═════ Data for this task ═════

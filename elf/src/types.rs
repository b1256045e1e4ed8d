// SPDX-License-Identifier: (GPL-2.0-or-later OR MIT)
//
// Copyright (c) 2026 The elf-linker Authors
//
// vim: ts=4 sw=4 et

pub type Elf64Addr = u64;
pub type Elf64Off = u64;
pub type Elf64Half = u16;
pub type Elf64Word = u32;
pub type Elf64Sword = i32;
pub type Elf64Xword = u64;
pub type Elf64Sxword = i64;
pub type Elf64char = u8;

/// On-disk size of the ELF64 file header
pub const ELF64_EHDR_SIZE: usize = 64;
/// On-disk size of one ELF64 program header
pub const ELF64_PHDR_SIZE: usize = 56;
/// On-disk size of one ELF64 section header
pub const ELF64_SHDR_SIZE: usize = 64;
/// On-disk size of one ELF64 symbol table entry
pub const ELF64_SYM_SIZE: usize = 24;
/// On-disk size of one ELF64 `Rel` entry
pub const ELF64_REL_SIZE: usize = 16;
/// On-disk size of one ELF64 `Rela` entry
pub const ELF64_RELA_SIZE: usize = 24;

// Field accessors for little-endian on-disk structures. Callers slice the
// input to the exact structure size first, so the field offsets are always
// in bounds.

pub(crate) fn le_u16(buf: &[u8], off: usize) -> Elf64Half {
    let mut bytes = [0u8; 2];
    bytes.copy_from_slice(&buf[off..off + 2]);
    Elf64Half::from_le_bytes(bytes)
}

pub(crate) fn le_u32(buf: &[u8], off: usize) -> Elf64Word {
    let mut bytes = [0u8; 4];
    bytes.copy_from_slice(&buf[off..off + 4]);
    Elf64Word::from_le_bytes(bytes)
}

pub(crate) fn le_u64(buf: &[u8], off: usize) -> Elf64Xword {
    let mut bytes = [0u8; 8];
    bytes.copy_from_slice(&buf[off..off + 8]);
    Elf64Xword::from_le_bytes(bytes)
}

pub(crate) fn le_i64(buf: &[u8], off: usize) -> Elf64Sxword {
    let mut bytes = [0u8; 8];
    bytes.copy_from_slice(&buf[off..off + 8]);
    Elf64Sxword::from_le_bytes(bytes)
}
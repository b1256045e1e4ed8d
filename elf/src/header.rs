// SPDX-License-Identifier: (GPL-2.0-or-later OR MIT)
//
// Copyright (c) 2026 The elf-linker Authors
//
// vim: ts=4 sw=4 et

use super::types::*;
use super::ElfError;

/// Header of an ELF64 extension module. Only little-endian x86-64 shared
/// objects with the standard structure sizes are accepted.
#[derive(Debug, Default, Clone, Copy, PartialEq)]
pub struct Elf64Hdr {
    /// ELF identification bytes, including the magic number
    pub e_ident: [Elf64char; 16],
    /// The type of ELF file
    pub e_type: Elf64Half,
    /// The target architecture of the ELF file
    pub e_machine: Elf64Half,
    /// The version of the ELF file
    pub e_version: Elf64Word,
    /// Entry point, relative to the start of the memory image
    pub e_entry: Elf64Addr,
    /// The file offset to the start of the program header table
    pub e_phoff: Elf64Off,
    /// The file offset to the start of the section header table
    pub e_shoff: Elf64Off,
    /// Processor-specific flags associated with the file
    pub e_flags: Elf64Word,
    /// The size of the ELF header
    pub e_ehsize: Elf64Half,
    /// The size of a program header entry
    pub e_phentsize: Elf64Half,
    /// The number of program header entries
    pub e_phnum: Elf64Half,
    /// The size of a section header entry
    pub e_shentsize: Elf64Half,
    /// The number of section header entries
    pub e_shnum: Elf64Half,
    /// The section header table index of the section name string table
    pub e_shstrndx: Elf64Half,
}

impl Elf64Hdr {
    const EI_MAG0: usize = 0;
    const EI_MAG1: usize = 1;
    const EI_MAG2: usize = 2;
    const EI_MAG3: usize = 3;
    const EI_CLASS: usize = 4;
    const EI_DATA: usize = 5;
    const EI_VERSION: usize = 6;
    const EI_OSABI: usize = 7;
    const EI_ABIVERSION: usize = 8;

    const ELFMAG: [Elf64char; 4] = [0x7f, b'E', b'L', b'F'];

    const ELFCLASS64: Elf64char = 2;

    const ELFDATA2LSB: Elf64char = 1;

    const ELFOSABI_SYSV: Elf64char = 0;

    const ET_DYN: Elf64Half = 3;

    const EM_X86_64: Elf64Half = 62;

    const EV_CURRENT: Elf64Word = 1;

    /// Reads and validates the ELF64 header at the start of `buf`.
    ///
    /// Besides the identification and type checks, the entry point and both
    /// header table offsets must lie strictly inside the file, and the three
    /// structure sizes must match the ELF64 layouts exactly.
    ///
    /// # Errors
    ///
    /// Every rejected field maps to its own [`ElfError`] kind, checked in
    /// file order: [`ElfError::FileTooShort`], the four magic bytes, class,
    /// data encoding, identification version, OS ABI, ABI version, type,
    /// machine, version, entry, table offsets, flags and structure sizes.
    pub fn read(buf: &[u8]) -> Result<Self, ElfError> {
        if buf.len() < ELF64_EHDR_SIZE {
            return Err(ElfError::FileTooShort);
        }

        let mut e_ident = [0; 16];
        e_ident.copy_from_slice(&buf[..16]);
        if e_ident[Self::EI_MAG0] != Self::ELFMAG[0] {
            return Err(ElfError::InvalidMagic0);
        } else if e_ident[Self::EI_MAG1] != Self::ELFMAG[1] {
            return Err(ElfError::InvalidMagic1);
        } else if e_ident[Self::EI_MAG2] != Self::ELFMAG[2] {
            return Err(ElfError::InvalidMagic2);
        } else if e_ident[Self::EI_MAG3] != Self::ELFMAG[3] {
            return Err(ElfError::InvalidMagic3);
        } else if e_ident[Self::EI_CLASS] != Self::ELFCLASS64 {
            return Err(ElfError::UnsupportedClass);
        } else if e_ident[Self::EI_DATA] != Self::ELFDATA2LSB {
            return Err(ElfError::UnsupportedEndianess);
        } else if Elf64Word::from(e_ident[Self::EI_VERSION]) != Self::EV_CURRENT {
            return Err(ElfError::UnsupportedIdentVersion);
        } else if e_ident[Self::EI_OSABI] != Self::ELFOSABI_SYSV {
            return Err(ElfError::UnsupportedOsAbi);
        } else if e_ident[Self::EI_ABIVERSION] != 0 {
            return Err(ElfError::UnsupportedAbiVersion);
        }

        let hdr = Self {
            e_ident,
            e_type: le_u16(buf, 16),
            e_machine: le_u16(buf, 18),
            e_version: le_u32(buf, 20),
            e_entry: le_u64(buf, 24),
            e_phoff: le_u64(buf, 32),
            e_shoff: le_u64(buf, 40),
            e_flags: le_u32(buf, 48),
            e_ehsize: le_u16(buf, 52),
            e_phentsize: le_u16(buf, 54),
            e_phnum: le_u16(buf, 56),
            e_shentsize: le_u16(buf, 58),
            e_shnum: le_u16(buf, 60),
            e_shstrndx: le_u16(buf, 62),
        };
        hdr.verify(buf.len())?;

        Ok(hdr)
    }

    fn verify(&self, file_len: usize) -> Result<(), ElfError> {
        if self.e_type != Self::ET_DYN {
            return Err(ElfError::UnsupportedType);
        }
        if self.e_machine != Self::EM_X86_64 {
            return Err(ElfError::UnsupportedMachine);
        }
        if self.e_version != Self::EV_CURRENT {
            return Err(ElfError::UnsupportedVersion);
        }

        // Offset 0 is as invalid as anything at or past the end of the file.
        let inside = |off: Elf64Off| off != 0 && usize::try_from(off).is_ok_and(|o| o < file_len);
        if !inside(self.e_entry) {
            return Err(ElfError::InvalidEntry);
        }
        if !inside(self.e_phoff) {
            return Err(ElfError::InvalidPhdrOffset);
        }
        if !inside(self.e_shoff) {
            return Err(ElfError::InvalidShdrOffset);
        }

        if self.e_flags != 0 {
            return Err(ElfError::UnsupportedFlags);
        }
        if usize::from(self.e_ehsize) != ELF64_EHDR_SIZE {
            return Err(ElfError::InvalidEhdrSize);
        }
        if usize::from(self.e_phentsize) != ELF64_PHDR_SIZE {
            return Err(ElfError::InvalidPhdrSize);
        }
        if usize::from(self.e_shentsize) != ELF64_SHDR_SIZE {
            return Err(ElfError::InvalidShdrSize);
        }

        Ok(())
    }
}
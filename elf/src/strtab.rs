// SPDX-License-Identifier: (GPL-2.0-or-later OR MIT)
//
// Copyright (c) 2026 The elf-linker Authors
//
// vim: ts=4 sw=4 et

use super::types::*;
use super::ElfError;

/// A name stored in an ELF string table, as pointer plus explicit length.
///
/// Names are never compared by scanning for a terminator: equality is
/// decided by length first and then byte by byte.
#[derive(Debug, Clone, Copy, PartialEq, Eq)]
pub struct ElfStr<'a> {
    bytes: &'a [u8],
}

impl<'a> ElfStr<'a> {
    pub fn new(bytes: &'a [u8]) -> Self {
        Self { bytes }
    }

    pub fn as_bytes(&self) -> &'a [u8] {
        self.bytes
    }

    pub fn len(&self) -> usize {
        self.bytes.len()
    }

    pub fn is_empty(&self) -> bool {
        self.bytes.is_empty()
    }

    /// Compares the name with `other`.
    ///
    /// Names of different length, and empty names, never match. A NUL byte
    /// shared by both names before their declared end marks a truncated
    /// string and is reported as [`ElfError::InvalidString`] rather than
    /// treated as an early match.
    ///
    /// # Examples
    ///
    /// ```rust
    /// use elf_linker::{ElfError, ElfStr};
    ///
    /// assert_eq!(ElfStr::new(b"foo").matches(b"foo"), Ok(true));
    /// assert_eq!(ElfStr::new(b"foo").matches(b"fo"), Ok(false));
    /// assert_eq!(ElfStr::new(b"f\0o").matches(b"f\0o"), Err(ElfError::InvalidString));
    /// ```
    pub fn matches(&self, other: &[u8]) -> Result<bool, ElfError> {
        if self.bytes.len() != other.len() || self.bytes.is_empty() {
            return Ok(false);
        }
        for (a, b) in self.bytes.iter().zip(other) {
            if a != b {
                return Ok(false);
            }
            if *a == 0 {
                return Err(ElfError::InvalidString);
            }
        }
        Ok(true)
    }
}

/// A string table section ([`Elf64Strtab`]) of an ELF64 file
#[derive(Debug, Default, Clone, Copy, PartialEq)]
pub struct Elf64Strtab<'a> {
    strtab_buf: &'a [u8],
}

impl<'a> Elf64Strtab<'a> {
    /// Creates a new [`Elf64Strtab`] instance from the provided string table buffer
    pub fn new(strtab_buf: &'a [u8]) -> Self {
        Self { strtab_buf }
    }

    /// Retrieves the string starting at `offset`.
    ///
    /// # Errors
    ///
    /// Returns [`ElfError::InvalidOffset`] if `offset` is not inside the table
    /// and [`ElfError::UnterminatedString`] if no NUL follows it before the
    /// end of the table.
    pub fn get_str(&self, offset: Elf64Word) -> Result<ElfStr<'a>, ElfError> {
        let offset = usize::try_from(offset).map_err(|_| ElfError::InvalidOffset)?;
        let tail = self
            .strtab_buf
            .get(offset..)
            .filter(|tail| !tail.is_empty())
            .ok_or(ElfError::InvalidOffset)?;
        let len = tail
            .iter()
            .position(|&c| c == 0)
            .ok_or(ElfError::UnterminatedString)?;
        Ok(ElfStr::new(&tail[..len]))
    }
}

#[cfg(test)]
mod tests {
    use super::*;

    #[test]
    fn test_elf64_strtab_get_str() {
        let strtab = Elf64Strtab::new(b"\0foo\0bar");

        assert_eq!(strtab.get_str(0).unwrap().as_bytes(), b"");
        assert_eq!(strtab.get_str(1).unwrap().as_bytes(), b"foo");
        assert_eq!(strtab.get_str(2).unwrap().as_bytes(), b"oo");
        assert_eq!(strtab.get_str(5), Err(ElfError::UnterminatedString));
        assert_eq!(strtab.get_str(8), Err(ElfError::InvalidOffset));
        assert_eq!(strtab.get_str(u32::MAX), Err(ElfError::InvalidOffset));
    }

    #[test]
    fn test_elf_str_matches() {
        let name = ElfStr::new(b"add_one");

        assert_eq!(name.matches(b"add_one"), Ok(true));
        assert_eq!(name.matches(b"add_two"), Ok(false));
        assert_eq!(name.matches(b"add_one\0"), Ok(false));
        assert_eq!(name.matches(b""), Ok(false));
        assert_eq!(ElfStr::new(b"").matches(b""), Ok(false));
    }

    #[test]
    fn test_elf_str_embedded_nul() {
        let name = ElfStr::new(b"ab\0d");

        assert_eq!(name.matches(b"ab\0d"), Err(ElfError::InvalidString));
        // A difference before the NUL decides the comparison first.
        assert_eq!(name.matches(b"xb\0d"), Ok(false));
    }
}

═════

_Task prompt_. The lines running from the start of the data through the one that contains "pub const ELF64_PHDR_SIZE: usize = 56;" should be reproduced exactly, and only those.

_Written response_.
filename elf/src/types.rs
repository b1256045e1e4ed8d
// SPDX-License-Identifier: (GPL-2.0-or-later OR MIT)
//
// Copyright (c) 2026 The elf-linker Authors
//
// vim: ts=4 sw=4 et

pub type Elf64Addr = u64;
pub type Elf64Off = u64;
pub type Elf64Half = u16;
pub type Elf64Word = u32;
pub type Elf64Sword = i32;
pub type Elf64Xword = u64;
pub type Elf64Sxword = i64;
pub type Elf64char = u8;

/// On-disk size of the ELF64 file header
pub const ELF64_EHDR_SIZE: usize = 64;
/// On-disk size of one ELF64 program header
pub const ELF64_PHDR_SIZE: usize = 56;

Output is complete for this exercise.